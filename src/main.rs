//! Signup broker entry point.

use std::sync::Arc;

use tracing_subscriber::{layer::SubscriberExt, util::SubscriberInitExt};

use signup_broker::adapters::http::{app_router, SignupAppState};
use signup_broker::adapters::stripe::StripeGateway;
use signup_broker::config::AppConfig;
use signup_broker::domain::billing::WebhookVerifier;

#[tokio::main]
async fn main() -> Result<(), Box<dyn std::error::Error>> {
    // Load and validate configuration; missing values abort startup.
    let config = AppConfig::load()?;
    config.validate()?;

    // Initialize tracing. RUST_LOG wins over the configured default.
    tracing_subscriber::registry()
        .with(
            tracing_subscriber::EnvFilter::try_from_default_env()
                .unwrap_or_else(|_| tracing_subscriber::EnvFilter::new(&config.server.log_level)),
        )
        .with(tracing_subscriber::fmt::layer())
        .init();

    let state = SignupAppState {
        payment_provider: Arc::new(StripeGateway::new(config.payment.stripe_secret_key.clone())),
        webhook_verifier: Arc::new(WebhookVerifier::new(
            config.payment.stripe_webhook_secret.clone(),
        )),
        publishable_key: config.payment.stripe_publishable_key.clone(),
        plan_id: config.payment.subscription_plan_id.clone(),
    };

    let app = app_router(state, &config.server.static_dir);

    let addr = config.server.socket_addr();
    tracing::info!(
        %addr,
        static_dir = %config.server.static_dir.display(),
        test_mode = config.payment.is_test_mode(),
        "signup broker listening"
    );

    let listener = tokio::net::TcpListener::bind(addr).await?;
    axum::serve(listener, app).await?;

    Ok(())
}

◆ TASK INSTRUCTIONS
Reproduce the entries in full, exactly as written.

◆ TASK OUTPUT
filename src/main.rs
//! Signup broker entry point.

use std::sync::Arc;

use tracing_subscriber::{layer::SubscriberExt, util::SubscriberInitExt};

use signup_broker::adapters::http::{app_router, SignupAppState};
use signup_broker::adapters::stripe::StripeGateway;
use signup_broker::config::AppConfig;
use signup_broker::domain::billing::WebhookVerifier;

#[tokio::main]
async fn main() -> Result<(), Box<dyn std::error::Error>> {
    // Load and validate configuration; missing values abort startup.
    let config = AppConfig::load()?;
    config.validate()?;

    // Initialize tracing. RUST_LOG wins over the configured default.
    tracing_subscriber::registry()
        .with(
            tracing_subscriber::EnvFilter::try_from_default_env()
                .unwrap_or_else(|_| tracing_subscriber::EnvFilter::new(&config.server.log_level)),
        )
        .with(tracing_subscriber::fmt::layer())
        .init();

    let state = SignupAppState {
        payment_provider: Arc::new(StripeGateway::new(config.payment.stripe_secret_key.clone())),
        webhook_verifier: Arc::new(WebhookVerifier::new(
            config.payment.stripe_webhook_secret.clone(),
        )),
        publishable_key: config.payment.stripe_publishable_key.clone(),
        plan_id: config.payment.subscription_plan_id.clone(),
    };

    let app = app_router(state, &config.server.static_dir);

    let addr = config.server.socket_addr();
    tracing::info!(
        %addr,
        static_dir = %config.server.static_dir.display(),
        test_mode = config.payment.is_test_mode(),
        "signup broker listening"
    );

    let listener = tokio::net::TcpListener::bind(addr).await?;
    axum::serve(listener, app).await?;

    Ok(())
}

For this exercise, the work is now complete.